For aggregate queries, parallel RPC, or scenarios such as fetching user data and order data together, this model is much clearer than managing Future objects manually.
try (var scope = new StructuredTaskScope.ShutdownOnFailure()) {
Future
<String> user = scope.fork(() -> fetchUser()); // Query user information concurrently
Future
<Integer> order = scope.fork(() -> fetchOrder()); // Query order count concurrently
scope.join();
scope.throwIfFailed();
return user.resultNow() + ":" + order.resultNow();
}
This example shows how structured concurrency improves readability and failure propagation in concurrent logic.
Migration to virtual threads should follow clear boundaries rather than a full replacement strategy
The best candidates for migration are I/O-intensive applications, such as web services, database access, message consumption, and long-lived connection handling. CPU-intensive tasks do not become faster automatically with virtual threads and still require a sensible number of platform threads and proper task partitioning.
During migration, first inspect blocking points, long critical sections guarded by synchronized, and whether third-party drivers are Loom-friendly. Then gradually replace executors and container configurations. For example, Tomcat 11+ and Jetty 12 already support virtual threads.
FAQ
1. Can virtual threads replace all thread pools?
No. They primarily optimize I/O-intensive concurrency. CPU-intensive computation should still control the number of platform threads; otherwise, you only increase scheduling overhead.
2. Why does virtual-thread code look blocking but still deliver high throughput?
Because when blocking occurs, the JVM unmounts the virtual thread from the carrier thread and frees the underlying thread to execute other work. Unlike platform threads, it does not keep occupying kernel resources throughout the wait.
3. What should I investigate first when migrating to virtual threads?
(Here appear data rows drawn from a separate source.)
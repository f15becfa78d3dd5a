//! Whole-run scenarios driven through `tick`

use frost_rush::Tuning;
use frost_rush::consts::FRAME_DT_MS;
use frost_rush::persistence::{
    CRYSTAL_BANK_KEY, KeyValueStore, MemoryStore, Profile, UpgradeKind, purchase, record_run,
};
use frost_rush::sim::{
    BoostKind, GameEvent, GameState, ObstacleKind, RunPhase, TickInput, UpgradeLevels, tick,
};
use frost_rush::telemetry::{RunLogs, TelemetryKind, ValidationLimits, validate_run};

/// No random spawns: scenarios place every entity themselves
fn quiet_tuning() -> Tuning {
    Tuning {
        grace_period_ms: f32::MAX,
        crystal_interval_ms: f32::MAX,
        ..Tuning::default()
    }
}

fn quiet_state() -> GameState {
    GameState::with_config(1, quiet_tuning(), UpgradeLevels::default())
}

fn demo_input() -> TickInput {
    TickInput {
        idle_mode: true,
        ..Default::default()
    }
}

/// Tick until `done` or the frame budget runs out, collecting all events
fn run_until(
    state: &mut GameState,
    frames: usize,
    dt_ms: f32,
    mut done: impl FnMut(&GameState) -> bool,
) -> Vec<GameEvent> {
    let mut events = Vec::new();
    for _ in 0..frames {
        tick(state, &TickInput::default(), dt_ms);
        events.extend(state.events.iter().cloned());
        if done(state) {
            break;
        }
    }
    events
}

#[test]
fn crystal_row_collected_in_order() {
    let mut state = quiet_state();
    let ids: Vec<u32> = (0..4)
        .map(|i| state.registry.spawn_crystal(1, 0.5 - i as f32 * 0.05))
        .collect();

    let events = run_until(&mut state, 600, FRAME_DT_MS, |s| s.registry.is_empty());
    let collected: Vec<u32> = events
        .iter()
        .filter_map(|e| match e {
            GameEvent::CrystalCollected { id, .. } => Some(*id),
            _ => None,
        })
        .collect();
    assert_eq!(collected, ids);
    assert_eq!(state.board.crystals, 4);
    assert_eq!(state.telemetry.count(TelemetryKind::Collect), 4);
}

#[test]
fn magnet_pulls_crystal_from_neighbour_lane() {
    let mut state = quiet_state();
    state.effects.magnet_ms = state.tuning.magnet_duration_ms;
    state.registry.spawn_crystal(0, 0.6);

    let events = run_until(&mut state, 300, FRAME_DT_MS, |s| s.board.crystals > 0);
    assert_eq!(state.board.crystals, 1);
    assert_eq!(state.player.lane, 1);
    assert!(
        !events
            .iter()
            .any(|e| matches!(e, GameEvent::LaneChanged { .. }))
    );
}

#[test]
fn slow_time_halves_speed_then_reverts() {
    let mut state = quiet_state();
    let base = state.tuning.base_speed;
    state.registry.spawn_boost(BoostKind::SlowTime, 1, state.tuning.player_depth);
    tick(&mut state, &TickInput::default(), 0.0);
    assert!(state.effects.slow_on());

    let mut expired_at = None;
    for frame in 1..=40 {
        tick(&mut state, &TickInput::default(), 100.0);
        if expired_at.is_none() {
            assert_eq!(state.speed, base * state.tuning.slow_factor);
        } else {
            assert_eq!(state.speed, base);
        }
        if state.events.contains(&GameEvent::BoostExpired {
            kind: BoostKind::SlowTime,
        }) {
            expired_at = Some(frame);
        }
    }
    assert_eq!(expired_at, Some(30));
}

#[test]
fn three_hits_end_the_run_once() {
    let mut state = quiet_state();
    let mut events = Vec::new();
    for _ in 0..3 {
        state
            .registry
            .spawn_obstacle(ObstacleKind::SlidingBlock, 1, state.tuning.player_depth);
        events.extend(run_until(&mut state, 1, FRAME_DT_MS, |_| true));
        // Let the struck obstacle clear the window
        events.extend(run_until(&mut state, 60, FRAME_DT_MS, |_| false));
    }
    events.extend(run_until(&mut state, 60, FRAME_DT_MS, |_| false));

    let game_overs = events
        .iter()
        .filter(|e| matches!(e, GameEvent::GameOver { .. }))
        .count();
    assert_eq!(game_overs, 1);
    assert_eq!(state.phase, RunPhase::GameOver);
    assert!(state.player.is_dead());
    assert_eq!(state.telemetry.count(TelemetryKind::Hit), 3);
}

#[test]
fn shield_upgrade_soaks_extra_hits() {
    let upgrades = UpgradeLevels {
        shield: 2,
        ..Default::default()
    };
    let mut state = GameState::with_config(1, quiet_tuning(), upgrades);
    let depth = state.tuning.player_depth;
    state.registry.spawn_boost(BoostKind::Shield, 1, depth);
    tick(&mut state, &TickInput::default(), 0.0);
    assert_eq!(state.player.shield_charges, 3);

    for _ in 0..3 {
        state.registry.spawn_obstacle(ObstacleKind::IceSpike, 1, depth);
        tick(&mut state, &TickInput::default(), 0.0);
        state.registry.obstacles.clear();
    }
    assert_eq!(state.board.hit_points, 3);
    assert!(!state.player.shield_active());
}

#[test]
fn distance_score_tracks_depth_traveled() {
    let mut state = quiet_state();
    run_until(&mut state, 2000, FRAME_DT_MS, |_| false);
    let quanta = (state.board.distance / state.tuning.distance_quantum).floor() as i64;
    let earned = (state.board.score / 10) as i64;
    assert!((quanta - earned).abs() <= 1, "{quanta} vs {earned}");
    assert!(state.board.score > 0);
}

#[test]
fn same_seed_same_run() {
    let play = |seed: u64| {
        let mut state = GameState::new(seed);
        for _ in 0..5000 {
            tick(&mut state, &demo_input(), FRAME_DT_MS);
            if state.is_over() {
                break;
            }
        }
        (state.summary(), state.telemetry)
    };
    assert_eq!(play(2024), play(2024));
}

#[test]
fn pausing_does_not_change_the_outcome() {
    let mut plain = GameState::new(77);
    let mut paused = GameState::new(77);
    let toggle = TickInput {
        toggle_pause: true,
        idle_mode: true,
        ..Default::default()
    };

    for frame in 0..3000 {
        tick(&mut plain, &demo_input(), FRAME_DT_MS);
        if frame % 500 == 250 {
            tick(&mut paused, &toggle, FRAME_DT_MS);
            if !paused.is_over() {
                assert_eq!(paused.phase, RunPhase::Paused);
            }
            for _ in 0..10 {
                tick(&mut paused, &demo_input(), FRAME_DT_MS);
            }
            tick(&mut paused, &toggle, FRAME_DT_MS);
        } else {
            tick(&mut paused, &demo_input(), FRAME_DT_MS);
        }
    }

    assert_eq!(plain.summary(), paused.summary());
    assert_eq!(plain.telemetry, paused.telemetry);
}

#[test]
fn demo_run_telemetry_matches_board() {
    let mut state = GameState::new(9);
    for _ in 0..6000 {
        tick(&mut state, &demo_input(), FRAME_DT_MS);
        if state.is_over() {
            break;
        }
    }
    let logs = RunLogs::from(&state);
    assert_eq!(
        state.telemetry.count(TelemetryKind::Collect),
        state.board.crystals as usize
    );
    let lenient = ValidationLimits {
        max_score_per_second: f64::MAX,
        ..Default::default()
    };
    assert_eq!(validate_run(&logs, &lenient), Ok(()));
}

#[test]
fn profile_round_trip_through_a_run() {
    let mut store = MemoryStore::default();
    store.set(CRYSTAL_BANK_KEY, "100");
    assert_eq!(purchase(&mut store, UpgradeKind::StartSpeed), Ok(1));

    let profile = Profile::load(&store);
    assert_eq!(profile.upgrades.start_speed, 1);
    let mut state = GameState::with_config(3, Tuning::default(), profile.upgrades);
    assert!((state.speed - 0.35).abs() < 1e-6);

    for _ in 0..600 {
        tick(&mut state, &demo_input(), FRAME_DT_MS);
    }
    let record = record_run(&mut store, &state.summary());
    assert!(record.new_best);
    assert_eq!(record.crystal_bank, 80 + state.board.crystals as u64);
}
//! Gameplay telemetry and run validation
//!
//! The simulation appends one entry per action that actually took effect.
//! The log travels with the run summary to whoever signs rewards, which
//! replays the checks in [`validate_run`] before accepting the result.

use serde::{Deserialize, Serialize};
use thiserror::Error;

use crate::sim::GameState;

#[derive(Debug, Clone, Copy, PartialEq, Eq, Hash, Serialize, Deserialize)]
#[serde(rename_all = "lowercase")]
pub enum TelemetryKind {
    Jump,
    Slide,
    Collect,
    Hit,
}

#[derive(Debug, Clone, Copy, PartialEq, Serialize, Deserialize)]
pub struct TelemetryEntry {
    /// Run time (unpaused) when the action happened
    pub at_ms: f32,
    pub kind: TelemetryKind,
}

/// Append-only, time-ordered event log
#[derive(Debug, Clone, Default, PartialEq, Serialize, Deserialize)]
pub struct TelemetryLog {
    pub entries: Vec<TelemetryEntry>,
}

impl TelemetryLog {
    pub fn record(&mut self, at_ms: f32, kind: TelemetryKind) {
        self.entries.push(TelemetryEntry { at_ms, kind });
    }

    pub fn count(&self, kind: TelemetryKind) -> usize {
        self.entries.iter().filter(|e| e.kind == kind).count()
    }

    pub fn len(&self) -> usize {
        self.entries.len()
    }

    pub fn is_empty(&self) -> bool {
        self.entries.is_empty()
    }
}

/// Everything a validator needs from a finished run
#[derive(Debug, Clone, PartialEq, Serialize, Deserialize)]
pub struct RunLogs {
    pub score: u64,
    pub crystals: u32,
    pub duration_ms: f32,
    pub telemetry: Vec<TelemetryEntry>,
}

impl From<&GameState> for RunLogs {
    fn from(state: &GameState) -> Self {
        Self {
            score: state.board.score,
            crystals: state.board.crystals,
            duration_ms: state.elapsed_ms,
            telemetry: state.telemetry.entries.clone(),
        }
    }
}

#[derive(Debug, Clone, Copy, PartialEq, Serialize, Deserialize)]
pub struct ValidationLimits {
    pub max_score_per_second: f64,
    pub max_duration_ms: f32,
    /// Allowed gap between collect events and reported crystals
    pub crystal_margin: u32,
}

impl Default for ValidationLimits {
    fn default() -> Self {
        Self {
            max_score_per_second: 100.0,
            max_duration_ms: 10.0 * 60.0 * 1000.0,
            crystal_margin: 2,
        }
    }
}

/// Reasons a run is rejected
#[derive(Debug, Error, PartialEq)]
pub enum ValidationError {
    #[error("invalid basic stats (duration {duration_ms}ms)")]
    InvalidStats { duration_ms: f32 },

    #[error("run too long: {duration_ms}ms")]
    TooLong { duration_ms: f32 },

    #[error("score too high for duration: {rate:.1}/s")]
    ScoreRate { rate: f64 },

    #[error("crystal count mismatch: {collects} collect events for {crystals} crystals")]
    CrystalMismatch { collects: usize, crystals: u32 },

    #[error("telemetry out of order at entry {index}")]
    OutOfOrder { index: usize },
}

/// Check a finished run against the limits, first failure wins
pub fn validate_run(logs: &RunLogs, limits: &ValidationLimits) -> Result<(), ValidationError> {
    let duration_ms = logs.duration_ms;
    if !duration_ms.is_finite() || duration_ms <= 0.0 {
        return Err(ValidationError::InvalidStats { duration_ms });
    }
    if duration_ms > limits.max_duration_ms {
        return Err(ValidationError::TooLong { duration_ms });
    }

    let rate = logs.score as f64 / duration_ms as f64 * 1000.0;
    if rate > limits.max_score_per_second {
        return Err(ValidationError::ScoreRate { rate });
    }

    let collects = logs
        .telemetry
        .iter()
        .filter(|e| e.kind == TelemetryKind::Collect)
        .count();
    if collects.abs_diff(logs.crystals as usize) > limits.crystal_margin as usize {
        return Err(ValidationError::CrystalMismatch {
            collects,
            crystals: logs.crystals,
        });
    }

    // Entries are appended in run time; anything else was edited
    let mut last = 0.0;
    for (index, entry) in logs.telemetry.iter().enumerate() {
        if entry.at_ms < last || entry.at_ms > duration_ms {
            return Err(ValidationError::OutOfOrder { index });
        }
        last = entry.at_ms;
    }

    Ok(())
}
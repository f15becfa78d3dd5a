//! Frost Rush headless runner
//!
//! Plays seeded demo runs with the autopilot, applies the results to a
//! profile and prints a JSON report per run.

use std::fs;
use std::path::PathBuf;
use std::time::{SystemTime, UNIX_EPOCH};

use anyhow::{Context, Result};
use clap::Parser;
use serde::Serialize;

use frost_rush::Tuning;
use frost_rush::audio::{AudioManager, LogAudio};
use frost_rush::consts::*;
use frost_rush::persistence::{
    JsonFileStore, KeyValueStore, MemoryStore, Profile, RunRecord, record_run,
};
use frost_rush::sim::{GameState, RunSummary, TickInput, tick};
use frost_rush::telemetry::{RunLogs, ValidationLimits, validate_run};

#[derive(Parser, Debug)]
#[command(name = "frost-rush")]
#[command(about = "Run seeded Frost Rush demo games headlessly")]
struct Cli {
    /// Run seed (defaults to the current time)
    #[arg(long)]
    seed: Option<u64>,
    /// Number of consecutive runs; each uses the next seed
    #[arg(long, default_value_t = 1)]
    runs: u32,
    /// Stop a run after this many simulated seconds
    #[arg(long, default_value_t = 300.0)]
    max_seconds: f32,
    /// Frame delta in milliseconds
    #[arg(long, default_value_t = FRAME_DT_MS)]
    dt_ms: f32,
    /// JSON tuning overrides
    #[arg(long)]
    tuning: Option<PathBuf>,
    /// JSON profile store; in-memory when omitted
    #[arg(long)]
    profile: Option<PathBuf>,
}

#[derive(Debug, Serialize)]
struct RunReport {
    summary: RunSummary,
    record: RunRecord,
    /// Validator verdict, `None` when accepted
    rejected: Option<String>,
}

fn time_seed() -> u64 {
    SystemTime::now()
        .duration_since(UNIX_EPOCH)
        .map(|d| d.as_millis() as u64)
        .unwrap_or(0)
}

fn load_tuning(path: Option<&PathBuf>) -> Result<Tuning> {
    let Some(path) = path else {
        return Ok(Tuning::default());
    };
    let json = fs::read_to_string(path)
        .with_context(|| format!("failed to read tuning file {}", path.display()))?;
    let tuning = Tuning::from_json(&json)
        .with_context(|| format!("invalid tuning file {}", path.display()))?;
    log::info!("Loaded tuning from {}", path.display());
    Ok(tuning)
}

/// Drive one run to game over (or the time cap) with the autopilot
fn play(state: &mut GameState, dt_ms: f32, max_ms: f32, audio: &AudioManager) {
    let input = TickInput {
        idle_mode: true,
        ..Default::default()
    };
    let mut sink = LogAudio;
    let dt_ms = dt_ms.clamp(1.0, MAX_FRAME_DT_MS);
    while !state.is_over() && state.elapsed_ms < max_ms {
        tick(state, &input, dt_ms);
        audio.dispatch(&state.events, &mut sink);
    }
}

fn run_once(
    seed: u64,
    tuning: &Tuning,
    store: &mut dyn KeyValueStore,
    cli: &Cli,
    audio: &AudioManager,
) -> RunReport {
    let profile = Profile::load(store);
    let mut state = GameState::with_config(seed, tuning.clone(), profile.upgrades);
    play(&mut state, cli.dt_ms, cli.max_seconds * 1000.0, audio);

    let summary = state.summary();
    let record = record_run(store, &summary);
    let rejected = validate_run(&RunLogs::from(&state), &ValidationLimits::default())
        .err()
        .map(|e| {
            log::warn!("Run {} rejected: {}", seed, e);
            e.to_string()
        });
    RunReport {
        summary,
        record,
        rejected,
    }
}

fn main() -> Result<()> {
    env_logger::init();
    let cli = Cli::parse();
    log::info!("Frost Rush (headless) starting...");

    let tuning = load_tuning(cli.tuning.as_ref())?;
    let seed = cli.seed.unwrap_or_else(time_seed);
    let audio = AudioManager::new();

    let mut file_store = match &cli.profile {
        Some(path) => Some(JsonFileStore::open(path)?),
        None => None,
    };
    let mut memory_store = MemoryStore::default();

    for i in 0..cli.runs {
        let run_seed = seed.wrapping_add(i as u64);
        let store: &mut dyn KeyValueStore = match file_store.as_mut() {
            Some(store) => store,
            None => &mut memory_store,
        };
        let report = run_once(run_seed, &tuning, store, &cli, &audio);
        println!("{}", serde_json::to_string(&report)?);
    }

    if let Some(store) = file_store.as_mut() {
        store.save()?;
    }
    Ok(())
}
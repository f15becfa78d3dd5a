//! Player vs entity interaction resolver
//!
//! Runs once per frame after entities have moved. The resolver only marks
//! entities (passed, struck, consumed) and reports what happened; the tick
//! driver turns the report into damage, score and effects.

use super::entities::{Avoidance, BoostKind, EntityRegistry, ObstacleKind};
use super::player::Player;
use crate::tuning::Tuning;

/// One player/entity contact
#[derive(Debug, Clone, Copy, PartialEq, Eq)]
pub enum Interaction {
    /// Obstacle met the player in the wrong pose
    Strike { obstacle: u32, kind: ObstacleKind },
    /// Obstacle slipped behind the player in the player's lane
    NearMiss { obstacle: u32, kind: ObstacleKind },
    CrystalPickup { crystal: u32 },
    BoostPickup { boost: u32, kind: BoostKind },
}

/// Depth window around the player plane
#[derive(Debug, Clone, Copy, PartialEq)]
pub struct ContactWindow {
    pub player_depth: f32,
    pub range: f32,
    pub crystal_range: f32,
    pub boost_range: f32,
}

impl From<&Tuning> for ContactWindow {
    fn from(tuning: &Tuning) -> Self {
        Self {
            player_depth: tuning.player_depth,
            range: tuning.collision_range,
            crystal_range: tuning.collision_range + tuning.crystal_pickup_slack,
            boost_range: tuning.collision_range + tuning.boost_pickup_slack,
        }
    }
}

/// Whether the current pose clears an obstacle of this kind
pub fn pose_avoids(player: &Player, kind: ObstacleKind) -> bool {
    match kind.avoidance() {
        Avoidance::Jump => player.is_jumping(),
        Avoidance::Slide => player.is_sliding(),
    }
}

/// Crystal lane test; the magnet widens it to the neighbouring lanes
fn crystal_in_reach(crystal_lane: f32, player_lane: u8, magnet_on: bool) -> bool {
    let gap = (crystal_lane - player_lane as f32).abs();
    gap < 0.5 || (magnet_on && gap <= 1.0)
}

/// Evaluate every live entity against the player, in spawn order:
/// obstacles, then crystals, then boosts.
pub fn resolve(
    player: &Player,
    magnet_on: bool,
    registry: &mut EntityRegistry,
    window: ContactWindow,
) -> Vec<Interaction> {
    let mut found = Vec::new();
    if player.is_dead() {
        return found;
    }
    let lane = player.lane;
    let p = window.player_depth;

    for obstacle in &mut registry.obstacles {
        if obstacle.struck {
            continue;
        }
        if (obstacle.depth - p).abs() > window.range {
            if !obstacle.passed && obstacle.depth > p + window.range {
                obstacle.passed = true;
                if obstacle.lane == lane {
                    found.push(Interaction::NearMiss {
                        obstacle: obstacle.id,
                        kind: obstacle.kind,
                    });
                }
            }
            continue;
        }
        if obstacle.lane != lane || pose_avoids(player, obstacle.kind) {
            continue;
        }
        obstacle.struck = true;
        found.push(Interaction::Strike {
            obstacle: obstacle.id,
            kind: obstacle.kind,
        });
    }

    for crystal in registry.crystals.iter_mut().filter(|c| c.active) {
        if (crystal.depth - p).abs() > window.crystal_range {
            continue;
        }
        if !crystal_in_reach(crystal.lane, lane, magnet_on) {
            continue;
        }
        crystal.active = false;
        found.push(Interaction::CrystalPickup { crystal: crystal.id });
    }

    for boost in registry.boosts.iter_mut().filter(|b| b.active) {
        if (boost.depth - p).abs() > window.boost_range || boost.lane != lane {
            continue;
        }
        boost.active = false;
        found.push(Interaction::BoostPickup {
            boost: boost.id,
            kind: boost.kind,
        });
    }

    found
}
Start by checking for long blocking operations inside synchronized, native calls, outdated drivers, and misuse of thread pools. Then enable jdk.tracePinnedThreads to locate pinning issues.
Key takeaways
This article systematically reconstructs the essential technical points behind JDK 21 virtual threads, covering M:N scheduling, Continuation-based stack storage, the default scheduler, benchmark results, pinned thread risks, and migration strategy. It helps Java developers adopt virtual threads safely in high-concurrency I/O scenarios.